Update (2017-08-10): See also: Hacker News.

The Internet Archive Adds 25,000 78rpm Records

The Internet Archive (via Jason Scott):

Through the Great 78 Project the Internet Archive has begun to digitize 78rpm discs for preservation, research, and discovery with the help of George Blood, L.P.. 78s were mostly made from shellac, i.e., beetle resin, and were the brittle predecessors to the LP (microgroove) era.

The digitization project currently focuses on discs that are less likely to be commercially available--or available at all in digital form--particularly focusing on underrepresented artists and genres. Digitization will make this less commonly available music accessible to researchers in a format where it can be manipulated and studied without harming the physical artifacts. We have preserved the often very prominent surface noise and imperfections and included files generated by different sizes and shapes of stylus to facilitate different kinds of analysis.

Radix Sort Revisited

Pierre Terdiman:

Although the standard Radix Sort doesn’t work very well with floating point values, this is something actually very easy to fix. In this little article I will review the standard Radix Sort algorithm, and enhance it so that:

  • it sorts negative floats as well
  • it has reduced complexity for bytes and words
  • it uses temporal coherence
  • it supports sorting on multiple keys

[…]

A Radix Sort is an apparently bizarre sort routine which manages to sort values without actually performing any comparisons on input data. That’s why this sort routine breaks the theoretical lower bound of the O(N*logN) complexity, which only applies for comparison-based sorts. Radix is O(k*N), with k = 4 most of the time, and although this is not an in-place sort (i.e. it uses extra storage) it is so much faster than any other sorting methods it has become a very popular way of sorting data.

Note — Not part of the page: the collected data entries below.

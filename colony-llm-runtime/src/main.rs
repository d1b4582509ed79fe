//! LLM runtime service.
//!
//! # Environment Variables
//!
//! - `NATS_URL`: broker address (required)
//! - `OPENAI_API_KEY`: provider credential (required)
//! - `OPENAI_BASE_URL`: API base override (optional)
//! - `OPENAI_MODEL`: model override (optional)

use colony_bus::{EventBus, NatsBus};
use colony_llm_runtime::{LlmRuntime, OpenAiProvider};
use std::sync::Arc;
use tracing_subscriber::{layer::SubscriberExt, util::SubscriberInitExt};

#[tokio::main]
async fn main() {
    tracing_subscriber::registry()
        .with(
            tracing_subscriber::EnvFilter::try_from_default_env()
                .unwrap_or_else(|_| "colony_llm_runtime=info,colony_bus=info".into()),
        )
        .with(tracing_subscriber::fmt::layer())
        .init();

    let nats_url = require_env("NATS_URL");

    let provider = OpenAiProvider::from_env().unwrap_or_else(|err| fatal("provider", err));
    let bus: Arc<dyn EventBus> = Arc::new(
        NatsBus::connect(&nats_url)
            .await
            .unwrap_or_else(|err| fatal("event bus", err)),
    );

    let runtime = Arc::new(LlmRuntime::new(bus.clone(), Arc::new(provider)));
    runtime
        .subscribe()
        .await
        .unwrap_or_else(|err| fatal("subscriptions", err));

    tracing::info!("llm runtime started");

    shutdown_signal().await;
    tracing::info!("shutting down llm runtime");
    if let Err(err) = bus.close().await {
        tracing::warn!(%err, "bus close failed");
    }
}

fn require_env(name: &str) -> String {
    match std::env::var(name) {
        Ok(value) if !value.is_empty() => value,
        _ => {
            eprintln!("{name} environment variable is required");
            std::process::exit(1);
        }
    }
}

fn fatal(what: &str, err: impl std::fmt::Display) -> ! {
    eprintln!("failed to initialize {what}: {err}");
    std::process::exit(1);
}

async fn shutdown_signal() {
    let ctrl_c = async {
        tokio::signal::ctrl_c()
            .await
            .expect("failed to install ctrl-c handler");
    };

    #[cfg(unix)]
    let terminate = async {
        tokio::signal::unix::signal(tokio::signal::unix::SignalKind::terminate())
            .expect("failed to install signal handler")
            .recv()
            .await;
    };

    #[cfg(not(unix))]
    let terminate = std::future::pending::<()>();

    tokio::select! {
        _ = ctrl_c => {},
        _ = terminate => {},
    }
}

Protocol Composition in Swift and Objective-C

Jesse Squires:

Any protocol in Swift that contains optional members must be marked as @objc. I have written before about avoiding @objc in your Swift code as much as possible. When @objc infiltrates your object graph, nearly everything must inherit from NSObject which means you cannot use Swift structs, enums, or other nice features. This leaves you not writing Swift, but merely “Objective-C with a new syntax”.

[…]

A better approach is to split up large protocols into smaller ones, and provide a unique property (like a delegate) for each one.

[…]

This design transfers the “optional-ness” from the protocol itself to an additional optional property on the class. If you want headers and footers in your table view, you can opt-in to those by setting titlesDataSource. To opt-out, you can set this property to nil. The same applies to reorderingDataSource, and so on.

[…]

Instead of numerous disjoint protocols, you can design a union of protocols. This provides a single, top-level “entry point” to reference. You can extract the optional members of a protocol into a new protocol, then add an optional property for this new protocol on the original protocol. The result is a comprehensive top-level protocol and a set of “nested” protocols.